Identify each line below containing the string "price" and copy it.

Stored data:
******
//! PostgreSQL target writer.
//!
//! Uses deadpool-postgres for pooling. Each table job gets its own
//! [`PostgresSession`] holding one pooled connection. Batches are loaded with
//! a set-based insert-if-absent statement inside a savepoint; when the server
//! refuses the statement because of a row, the savepoint is rolled back and
//! the batch is replayed row by row so that every failure is attributed to
//! its offset while the remaining rows still load.

use std::time::Duration;

use async_trait::async_trait;
use deadpool_postgres::{Manager, ManagerConfig, Object, Pool, RecyclingMethod};
use tokio_postgres::types::ToSql;
use tracing::{debug, info};

use crate::config::TargetConfig;
use crate::core::{
    BatchExecutor, BatchOutcome, ConvertedRow, InsertPlan, RowFailure, TargetTable, TargetWriter,
};
use crate::drivers::common::make_tls_connector;
use crate::error::{Result, SyncError};

use super::dialect::{build_insert_if_absent, max_rows_per_statement, qualify, TABLE_COLUMNS_SQL};

/// Connection pool timeout.
const POOL_CONNECTION_TIMEOUT: Duration = Duration::from_secs(30);

/// SQLSTATE classes that end the job instead of rejecting a row.
///
/// 08 connection, 25 transaction state, 40 rollback, 42 syntax or undefined
/// object, 53 resources, 57 operator intervention, 58 system, XX internal.
const FATAL_SQLSTATE_CLASSES: &[&str] = &["08", "25", "40", "42", "53", "57", "58", "XX"];

/// PostgreSQL target writer.
pub struct PostgresWriter {
    pool: Pool,
    schema: String,
}

impl PostgresWriter {
    /// Build the pool and check that the target answers.
    pub async fn new(config: &TargetConfig) -> Result<Self> {
        let mgr_config = ManagerConfig {
            recycling_method: RecyclingMethod::Fast,
        };

        let pool = match make_tls_connector(config.ssl_mode)? {
            None => {
                let mgr = Manager::from_config(config.pg_config(), tokio_postgres::NoTls, mgr_config);
                Pool::builder(mgr)
                    .max_size(config.max_connections as usize)
                    .wait_timeout(Some(POOL_CONNECTION_TIMEOUT))
                    .runtime(deadpool_postgres::Runtime::Tokio1)
                    .build()
                    .map_err(|e| SyncError::pool(e, "creating PostgreSQL target pool"))?
            }
            Some(tls) => {
                let mgr = Manager::from_config(config.pg_config(), tls, mgr_config);
                Pool::builder(mgr)
                    .max_size(config.max_connections as usize)
                    .wait_timeout(Some(POOL_CONNECTION_TIMEOUT))
                    .runtime(deadpool_postgres::Runtime::Tokio1)
                    .build()
                    .map_err(|e| SyncError::pool(e, "creating PostgreSQL target pool"))?
            }
        };

        let writer = Self {
            pool,
            schema: config.schema.clone(),
        };
        writer.ping().await?;

        info!(
            "Connected to PostgreSQL target: {}:{}/{} (ssl_mode={})",
            config.host, config.port, config.database, config.ssl_mode
        );
        Ok(writer)
    }

    async fn connection(&self, context: &str) -> Result<Object> {
        self.pool.get().await.map_err(|e| SyncError::pool(e, context))
    }
}

#[async_trait]
impl TargetWriter for PostgresWriter {
    async fn open_session(&self) -> Result<Box<dyn BatchExecutor>> {
        let client = self.connection("opening PostgreSQL write session").await?;
        Ok(Box::new(PostgresSession {
            client,
            default_schema: self.schema.clone(),
            prepared: None,
            in_transaction: false,
        }))
    }

    async fn ping(&self) -> Result<()> {
        let client = self.connection("testing PostgreSQL target connection").await?;
        client.simple_query("SELECT 1").await?;
        Ok(())
    }

    fn db_type(&self) -> &str {
        "postgres"
    }

    async fn close(&self) {
        self.pool.close();
    }
}

/// Plan resolved against the target catalog.
struct PreparedPlan {
    table: TargetTable,
    /// Target-side column names, parallel to the header.
    columns: Vec<String>,
    types: Vec<String>,
    identity_idx: usize,
    /// Last multi-row statement, keyed by its row count.
    batch_sql: Option<(usize, String)>,
    row_sql: String,
}

impl PreparedPlan {
    fn sql_for(&mut self, rows: usize) -> String {
        if rows == 1 {
            return self.row_sql.clone();
        }
        match &self.batch_sql {
            Some((n, sql)) if *n == rows => sql.clone(),
            _ => {
                let sql = build_insert_if_absent(
                    &self.table,
                    &self.columns,
                    &self.types,
                    self.identity_idx,
                    rows,
                );
                self.batch_sql = Some((rows, sql.clone()));
                sql
            }
        }
    }
}

/// One job's exclusive connection.
pub struct PostgresSession {
    client: Object,
    default_schema: String,
    prepared: Option<PreparedPlan>,
    in_transaction: bool,
}

impl PostgresSession {
    async fn begin_if_needed(&mut self) -> Result<()> {
        if !self.in_transaction {
            self.client.batch_execute("BEGIN").await?;
            self.in_transaction = true;
        }
        Ok(())
    }

    /// Run one insert statement, returning rows inserted.
    async fn execute_rows(
        &self,
        sql: &str,
        rows: &[ConvertedRow],
    ) -> std::result::Result<u64, tokio_postgres::Error> {
        let params: Vec<Option<String>> = rows
            .iter()
            .flat_map(|row| row.values.iter().map(|v| v.to_text()))
            .collect();
        let refs: Vec<&(dyn ToSql + Sync)> =
            params.iter().map(|p| p as &(dyn ToSql + Sync)).collect();

        let stmt = self.client.prepare_cached(sql).await?;
        self.client.execute(&stmt, &refs).await
    }

    /// Load one statement-sized chunk starting at `base` within the submission.
    async fn submit_chunk(
        &self,
        batch_sql: &str,
        row_sql: &str,
        rows: &[ConvertedRow],
        base: usize,
        outcome: &mut BatchOutcome,
    ) -> Result<()> {
        self.client.batch_execute("SAVEPOINT sync_batch").await?;
        match self.execute_rows(batch_sql, rows).await {
            Ok(n) => {
                self.client.batch_execute("RELEASE SAVEPOINT sync_batch").await?;
                outcome.inserted += n;
                return Ok(());
            }
            Err(e) if is_fatal(&e) => return Err(e.into()),
            Err(e) => {
                debug!(
                    "Batch of {} rows refused ({}), replaying row by row",
                    rows.len(),
                    format_pg_error(&e)
                );
                self.client
                    .batch_execute("ROLLBACK TO SAVEPOINT sync_batch")
                    .await?;
            }
        }

        for (i, row) in rows.iter().enumerate() {
            self.client.batch_execute("SAVEPOINT sync_row").await?;
            match self.execute_rows(row_sql, std::slice::from_ref(row)).await {
                Ok(n) => {
                    self.client.batch_execute("RELEASE SAVEPOINT sync_row").await?;
                    outcome.inserted += n;
                }
                Err(e) if is_fatal(&e) => return Err(e.into()),
                Err(e) => {
                    self.client
                        .batch_execute("ROLLBACK TO SAVEPOINT sync_row")
                        .await?;
                    outcome.failures.push(RowFailure {
                        offset: base + i,
                        message: format_pg_error(&e),
                    });
                }
            }
        }

        self.client.batch_execute("RELEASE SAVEPOINT sync_batch").await?;
        Ok(())
    }

    async fn submit_all(
        &self,
        plan: &mut PreparedPlan,
        rows: &[ConvertedRow],
    ) -> Result<BatchOutcome> {
        let chunk_rows = max_rows_per_statement(plan.columns.len());
        let mut outcome = BatchOutcome::default();
        for (chunk_idx, chunk) in rows.chunks(chunk_rows).enumerate() {
            let batch_sql = plan.sql_for(chunk.len());
            self.submit_chunk(
                &batch_sql,
                &plan.row_sql,
                chunk,
                chunk_idx * chunk_rows,
                &mut outcome,
            )
            .await?;
        }

        debug!(
            "{}: submitted {}, inserted {}, refused {}",
            plan.table.display_name(),
            rows.len(),
            outcome.inserted,
            outcome.failures.len()
        );
        Ok(outcome)
    }
}

#[async_trait]
impl BatchExecutor for PostgresSession {
    async fn prepare(&mut self, plan: &InsertPlan) -> Result<()> {
        let table = plan.table.clone().with_default_schema(&self.default_schema);
        let qualified = qualify(&table);

        let rows = self
            .client
            .query(TABLE_COLUMNS_SQL, &[&qualified])
            .await?;
        let target_columns: Vec<(String, String)> = rows
            .iter()
            .map(|r| (r.get::<_, String>(0), r.get::<_, String>(1)))
            .collect();
        if target_columns.is_empty() {
            return Err(SyncError::sync(
                table.display_name(),
                "target table has no columns",
            ));
        }

        let mut columns = Vec::with_capacity(plan.columns.len());
        let mut types = Vec::with_capacity(plan.columns.len());
        for header_col in &plan.columns {
            let (name, ty) = match_column(&target_columns, header_col).ok_or_else(|| {
                SyncError::sync(
                    table.display_name(),
                    format!("column '{}' does not exist in the target table", header_col),
                )
            })?;
            columns.push(name.clone());
            types.push(ty.clone());
        }

        let row_sql = build_insert_if_absent(&table, &columns, &types, plan.identity_idx, 1);
        debug!("Insert statement for {}: {}", table.display_name(), row_sql);

        self.prepared = Some(PreparedPlan {
            table,
            columns,
            types,
            identity_idx: plan.identity_idx,
            batch_sql: None,
            row_sql,
        });
        Ok(())
    }

    async fn submit(&mut self, rows: &[ConvertedRow]) -> Result<BatchOutcome> {
        let mut plan = self
            .prepared
            .take()
            .ok_or_else(|| SyncError::sync("<unprepared>", "submit called before prepare"))?;

        let result = match self.begin_if_needed().await {
            Ok(()) => self.submit_all(&mut plan, rows).await,
            Err(e) => Err(e),
        };
        self.prepared = Some(plan);
        result
    }

    async fn commit(&mut self) -> Result<()> {
        if self.in_transaction {
            self.client.batch_execute("COMMIT").await?;
            self.in_transaction = false;
        }
        Ok(())
    }

    async fn rollback(&mut self) -> Result<()> {
        if self.in_transaction {
            self.in_transaction = false;
            self.client.batch_execute("ROLLBACK").await?;
        }
        Ok(())
    }
}

/// Exact name first, then a unique case-insensitive match.
fn match_column<'a>(
    target_columns: &'a [(String, String)],
    header_col: &str,
) -> Option<&'a (String, String)> {
    if let Some(exact) = target_columns.iter().find(|(name, _)| name == header_col) {
        return Some(exact);
    }
    let mut folded = target_columns
        .iter()
        .filter(|(name, _)| name.eq_ignore_ascii_case(header_col));
    match (folded.next(), folded.next()) {
        (Some(only), None) => Some(only),
        _ => None,
    }
}

/// Whether the error should end the job rather than reject a row.
fn is_fatal(error: &tokio_postgres::Error) -> bool {
    match error.as_db_error() {
        Some(db) => sqlstate_is_fatal(db.code().code()),
        None => true,
    }
}

fn sqlstate_is_fatal(code: &str) -> bool {
    FATAL_SQLSTATE_CLASSES
        .iter()
        .any(|class| code.starts_with(class))
}

/// Reject reason text for a server-reported row error.
fn format_pg_error(error: &tokio_postgres::Error) -> String {
    match error.as_db_error() {
        Some(db) => {
            let mut msg = format!("{} {}: {}", db.severity(), db.code().code(), db.message());
            if let Some(detail) = db.detail() {
                msg.push_str(&format!(" ({})", detail));
            }
            msg
        }
        None => error.to_string(),
    }
}

#[cfg(test)]
mod tests {
    use super::*;

    fn cols(pairs: &[(&str, &str)]) -> Vec<(String, String)> {
        pairs
            .iter()
            .map(|(n, t)| (n.to_string(), t.to_string()))
            .collect()
    }

    #[test]
    fn test_match_column_exact_then_folded() {
        let target = cols(&[("id", "integer"), ("DATUM", "date"), ("price", "numeric")]);
        assert_eq!(match_column(&target, "id").unwrap().1, "integer");
        assert_eq!(match_column(&target, "datum").unwrap().0, "DATUM");
        assert_eq!(match_column(&target, "PRICE").unwrap().0, "price");
        assert!(match_column(&target, "missing").is_none());
    }

    #[test]
    fn test_match_column_ambiguous_fold() {
        let target = cols(&[("Name", "text"), ("NAME", "text")]);
        assert!(match_column(&target, "name").is_none());
        assert_eq!(match_column(&target, "NAME").unwrap().0, "NAME");
    }

    #[test]
    fn test_sqlstate_classification() {
        // row-level: unique violation, value too long, invalid input syntax
        assert!(!sqlstate_is_fatal("23505"));
        assert!(!sqlstate_is_fatal("22001"));
        assert!(!sqlstate_is_fatal("22P02"));
        // job-level: undefined table, connection failure, internal
        assert!(sqlstate_is_fatal("42P01"));
        assert!(sqlstate_is_fatal("08006"));
        assert!(sqlstate_is_fatal("XX000"));
        assert!(sqlstate_is_fatal("57014"));
    }
}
******
▶ [Answer to the exercise]
        let target = cols(&[("id", "integer"), ("DATUM", "date"), ("price", "numeric")]);
        assert_eq!(match_column(&target, "PRICE").unwrap().0, "price");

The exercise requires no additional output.